Examine the records below and count how many lines contain the string "NewContactMessage". Give only the number.

Stored data:
--------
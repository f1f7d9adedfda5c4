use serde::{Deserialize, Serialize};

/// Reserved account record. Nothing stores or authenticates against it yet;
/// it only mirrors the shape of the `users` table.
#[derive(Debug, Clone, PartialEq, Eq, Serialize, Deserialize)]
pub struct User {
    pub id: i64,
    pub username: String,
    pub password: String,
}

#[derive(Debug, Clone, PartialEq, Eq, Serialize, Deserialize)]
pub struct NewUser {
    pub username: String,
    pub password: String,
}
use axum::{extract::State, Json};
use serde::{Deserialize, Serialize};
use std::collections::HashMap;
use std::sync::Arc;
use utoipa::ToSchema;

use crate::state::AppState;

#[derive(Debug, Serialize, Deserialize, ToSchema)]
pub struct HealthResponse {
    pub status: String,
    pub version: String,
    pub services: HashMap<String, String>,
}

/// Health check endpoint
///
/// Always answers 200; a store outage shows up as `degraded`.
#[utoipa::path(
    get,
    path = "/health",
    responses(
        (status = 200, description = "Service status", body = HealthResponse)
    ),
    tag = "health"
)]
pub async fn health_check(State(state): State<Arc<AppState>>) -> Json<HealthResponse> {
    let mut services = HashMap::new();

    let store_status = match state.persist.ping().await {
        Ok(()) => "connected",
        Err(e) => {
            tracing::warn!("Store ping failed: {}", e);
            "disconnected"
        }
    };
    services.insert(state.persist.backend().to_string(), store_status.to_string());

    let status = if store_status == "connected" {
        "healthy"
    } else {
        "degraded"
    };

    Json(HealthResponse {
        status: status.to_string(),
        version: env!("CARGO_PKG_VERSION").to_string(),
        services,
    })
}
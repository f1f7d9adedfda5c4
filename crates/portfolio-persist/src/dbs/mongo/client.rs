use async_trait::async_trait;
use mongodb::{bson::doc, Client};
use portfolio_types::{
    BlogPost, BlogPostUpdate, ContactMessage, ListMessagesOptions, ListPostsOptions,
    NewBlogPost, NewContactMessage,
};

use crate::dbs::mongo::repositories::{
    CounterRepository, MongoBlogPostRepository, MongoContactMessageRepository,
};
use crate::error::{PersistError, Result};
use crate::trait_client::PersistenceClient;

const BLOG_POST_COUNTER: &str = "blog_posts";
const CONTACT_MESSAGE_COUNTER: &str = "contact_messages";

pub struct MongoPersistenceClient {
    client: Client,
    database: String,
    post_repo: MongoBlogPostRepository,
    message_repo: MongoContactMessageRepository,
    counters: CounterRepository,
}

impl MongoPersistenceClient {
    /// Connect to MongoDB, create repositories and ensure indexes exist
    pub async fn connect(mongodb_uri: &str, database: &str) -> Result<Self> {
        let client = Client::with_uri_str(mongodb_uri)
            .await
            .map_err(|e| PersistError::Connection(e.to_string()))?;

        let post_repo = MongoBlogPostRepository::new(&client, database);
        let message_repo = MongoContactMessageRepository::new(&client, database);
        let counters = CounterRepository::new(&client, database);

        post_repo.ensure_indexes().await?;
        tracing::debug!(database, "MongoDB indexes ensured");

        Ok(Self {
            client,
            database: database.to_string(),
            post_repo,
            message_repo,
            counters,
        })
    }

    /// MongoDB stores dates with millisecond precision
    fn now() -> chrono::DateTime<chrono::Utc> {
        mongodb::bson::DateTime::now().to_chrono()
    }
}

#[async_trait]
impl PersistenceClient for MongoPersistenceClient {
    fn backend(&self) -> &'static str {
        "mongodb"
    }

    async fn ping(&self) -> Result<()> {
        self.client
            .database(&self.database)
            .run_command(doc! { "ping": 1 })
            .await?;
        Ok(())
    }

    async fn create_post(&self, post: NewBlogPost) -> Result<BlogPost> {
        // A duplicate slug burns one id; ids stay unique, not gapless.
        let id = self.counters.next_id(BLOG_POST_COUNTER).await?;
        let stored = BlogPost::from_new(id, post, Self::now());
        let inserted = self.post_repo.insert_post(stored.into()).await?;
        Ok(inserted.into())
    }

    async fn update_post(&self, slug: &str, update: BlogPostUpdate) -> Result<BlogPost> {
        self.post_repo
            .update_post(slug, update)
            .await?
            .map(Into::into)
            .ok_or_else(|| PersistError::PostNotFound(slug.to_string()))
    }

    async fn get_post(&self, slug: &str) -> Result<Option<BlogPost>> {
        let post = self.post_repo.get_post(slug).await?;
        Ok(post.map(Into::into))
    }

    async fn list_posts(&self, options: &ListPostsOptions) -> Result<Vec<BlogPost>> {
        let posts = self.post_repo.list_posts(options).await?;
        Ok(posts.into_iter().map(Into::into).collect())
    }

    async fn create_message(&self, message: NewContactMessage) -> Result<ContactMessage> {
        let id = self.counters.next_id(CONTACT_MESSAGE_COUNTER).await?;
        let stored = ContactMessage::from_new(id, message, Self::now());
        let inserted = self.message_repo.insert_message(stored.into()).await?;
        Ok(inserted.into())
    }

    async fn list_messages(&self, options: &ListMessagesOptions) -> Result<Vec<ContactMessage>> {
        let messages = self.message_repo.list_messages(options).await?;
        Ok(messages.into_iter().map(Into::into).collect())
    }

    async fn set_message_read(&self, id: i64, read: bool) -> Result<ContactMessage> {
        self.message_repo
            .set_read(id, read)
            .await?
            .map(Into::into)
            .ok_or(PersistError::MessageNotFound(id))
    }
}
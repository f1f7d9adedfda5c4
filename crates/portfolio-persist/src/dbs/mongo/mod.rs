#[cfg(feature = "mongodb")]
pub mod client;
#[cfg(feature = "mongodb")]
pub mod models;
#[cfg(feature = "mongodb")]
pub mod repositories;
--------
** Result of the task **
2